Introduction
As far as we know, WebAssembly (WASM) / WebAssembly System Interface (WASI) is gaining traction these days. It comes with a lot of benefits such as faster startup times (no cold-start like serverless, start-up around milliseconds), near-native performance (WASM format), lightweight (very small sizing), convenience and versatility (build once run everywhere promise), security (sandbox by default).
But WASM/WASI itself is only strong for the computing workload (e.g. int + int => int) just like serverless v2 in the cloud computing world. It is appropriate for heavy and ephemeral calculation/transformation tasks or some kind of trigger tasks by external components such as cloud services. And it might delegate persistent or message communication tasks to its old brothers (containers). That's the reason Containers and WebAssembly should come and complement together, not suited for stand-alone tasks when we intend to use it to build cloud applications.
Having said that, we can use many of the existing containers built by famous companies like Redis, Kafka, and RabbitMQ... Then we can run WebAssembly (WASI) components on Kubernetes with containerd-wasm-shims. But with the very limitation of components for persistence data, message broker, networking management, etc. we might think about how can we leverage some kind of OSS from CNCF like Dapr or KEDA to amplify its power. Imagine that we can use Dapr for service invocation, data binding, pub/sub, distributed workflow, you name it, so we can build out some battery-included applications on the cloud.
This article is the first step in addressing the described above.
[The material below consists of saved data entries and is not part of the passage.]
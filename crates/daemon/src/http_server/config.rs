use std::net::SocketAddr;

#[derive(Debug, Clone)]
pub struct Config {
    // Listen address
    pub listen_addr: SocketAddr,
    // log level for http tracing
    pub log_level: tracing::Level,
}

impl Config {
    pub fn new(listen_addr: SocketAddr, log_level: tracing::Level) -> Self {
        tracing::info!(
            "Creating HTTP server Config: listen_addr={}, log_level={}",
            listen_addr,
            log_level
        );
        Self {
            listen_addr,
            log_level,
        }
    }
}
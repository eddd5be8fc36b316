use std::convert::Infallible;

use axum::async_trait;
use axum::body::Body;
use axum::extract::{FromRequestParts, Request, State};
use axum::middleware::Next;
use axum::response::{IntoResponse, Response};
use bytes::BytesMut;
use futures::StreamExt;
use http::header::CONTENT_TYPE;
use http::request::Parts;
use http::{HeaderMap, StatusCode};
use serde::de::DeserializeOwned;
use serde_json::{Map, Value};

/// Maximum size of a JSON request body (100 KiB)
pub const DEFAULT_JSON_LIMIT_BYTES: usize = 100 * 1024;

/// Global JSON body parser settings.
#[derive(Debug, Clone, Copy)]
pub struct JsonParser {
    limit: usize,
}

impl Default for JsonParser {
    fn default() -> Self {
        Self::new(DEFAULT_JSON_LIMIT_BYTES)
    }
}

impl JsonParser {
    pub fn new(limit: usize) -> Self {
        Self { limit }
    }

    pub fn limit(&self) -> usize {
        self.limit
    }
}

/// The JSON body parsed by [`parse_json`]. Extracts as an empty object
///  when the request carried no JSON body.
#[derive(Debug, Clone, PartialEq)]
pub struct JsonBody(pub Value);

impl Default for JsonBody {
    fn default() -> Self {
        Self(Value::Object(Map::new()))
    }
}

impl JsonBody {
    pub fn deserialize<T: DeserializeOwned>(self) -> Result<T, serde_json::Error> {
        serde_json::from_value(self.0)
    }
}

#[async_trait]
impl<S> FromRequestParts<S> for JsonBody
where
    S: Send + Sync,
{
    type Rejection = Infallible;

    async fn from_request_parts(parts: &mut Parts, _state: &S) -> Result<Self, Self::Rejection> {
        Ok(parts.extensions.get::<JsonBody>().cloned().unwrap_or_default())
    }
}

fn is_json(headers: &HeaderMap) -> bool {
    let Some(content_type) = headers.get(CONTENT_TYPE).and_then(|v| v.to_str().ok()) else {
        return false;
    };
    let essence = content_type
        .split(';')
        .next()
        .unwrap_or_default()
        .trim()
        .to_ascii_lowercase();
    essence == "application/json"
        || (essence.starts_with("application/") && essence.ends_with("+json"))
}

/// Buffers and validates JSON request bodies before any route runs.
///
/// An empty body parses as `{}`; only objects and arrays are accepted at
///  the top level. The raw bytes are put back on the request after parsing.
pub async fn parse_json(
    State(parser): State<JsonParser>,
    req: Request,
    next: Next,
) -> Result<Response, JsonBodyError> {
    if !is_json(req.headers()) {
        return Ok(next.run(req).await);
    }

    let (mut parts, body) = req.into_parts();
    let mut stream = body.into_data_stream();
    let mut buffer = BytesMut::new();
    while let Some(chunk) = stream.next().await {
        let chunk = chunk.map_err(|e| JsonBodyError::Read(e.to_string()))?;
        if buffer.len() + chunk.len() > parser.limit {
            return Err(JsonBodyError::TooLarge(parser.limit));
        }
        buffer.extend_from_slice(&chunk);
    }
    let bytes = buffer.freeze();

    let value = if bytes.iter().all(u8::is_ascii_whitespace) {
        Value::Object(Map::new())
    } else {
        serde_json::from_slice(&bytes)?
    };
    if !(value.is_object() || value.is_array()) {
        return Err(JsonBodyError::NotObjectOrArray);
    }

    parts.extensions.insert(JsonBody(value));
    Ok(next.run(Request::from_parts(parts, Body::from(bytes))).await)
}

#[derive(Debug, thiserror::Error)]
pub enum JsonBodyError {
    #[error("Failed to read request body: {0}")]
    Read(String),
    #[error("Request body exceeds {0} bytes")]
    TooLarge(usize),
    #[error("Malformed JSON: {0}")]
    Malformed(#[from] serde_json::Error),
    #[error("JSON body must be an object or an array")]
    NotObjectOrArray,
}

impl IntoResponse for JsonBodyError {
    fn into_response(self) -> Response {
        tracing::debug!("rejecting JSON body: {}", self);
        match self {
            JsonBodyError::TooLarge(_) => {
                (StatusCode::PAYLOAD_TOO_LARGE, self.to_string()).into_response()
            }
            JsonBodyError::Read(_)
            | JsonBodyError::Malformed(_)
            | JsonBodyError::NotObjectOrArray => (
                StatusCode::BAD_REQUEST,
                format!("Bad request: {}", self),
            )
                .into_response(),
        }
    }
}
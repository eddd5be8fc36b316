use clap::{Args, Subcommand};

pub mod create;
pub mod list;
pub mod update;
pub mod upload;

use common::prelude::Post as StoredPost;
use posts_daemon::http_server::api::posts::{CreateRequest, ListRequest, UpdateRequest};

use crate::cli::op::Op;

crate::command_enum! {
    (List, ListRequest),
    (Create, CreateRequest),
    (Upload, upload::Upload),
    (Update, UpdateRequest),
}

// Rename the generated Command to PostCommand for clarity
pub type PostCommand = Command;

#[derive(Args, Debug, Clone)]
pub struct Post {
    #[command(subcommand)]
    pub command: PostCommand,
}

#[async_trait::async_trait]
impl Op for Post {
    type Error = OpError;
    type Output = OpOutput;

    async fn execute(&self, ctx: &crate::cli::op::OpContext) -> Result<Self::Output, Self::Error> {
        self.command.execute(ctx).await
    }
}

/// One line per post: id, image and description.
pub(crate) fn summary(post: &StoredPost) -> String {
    let image = if post.image_url.is_empty() {
        "-"
    } else {
        post.image_url.as_str()
    };
    format!("{} {} {}", post.id, image, post.description)
}

#[cfg(test)]
mod tests {
    use super::*;

    use common::prelude::NewPost;

    #[test]
    fn test_summary_marks_missing_image() {
        let post = StoredPost::new(NewPost {
            description: "no picture".to_string(),
            ..Default::default()
        });
        assert_eq!(summary(&post), format!("{} - no picture", post.id));
    }
}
And it works because of the release of containerd-wasm-shims v0.9.0 just yesterday by DeisLabs team. In this release, there is a very cool feature called Linux Container Side-by-Side in a Pod: You can now run Linux containers alongside WebAssembly containers within the same Kubernetes Pod
, and we can use it to run the Dapr sidecar model which runs side-by-side with Spin component. We will deep dive into how to make it work in a minute.
Sample application (Spin)
In this post, we would like to introduce a very simple application written on Spin which returns a list of products (drinks or foods) as below.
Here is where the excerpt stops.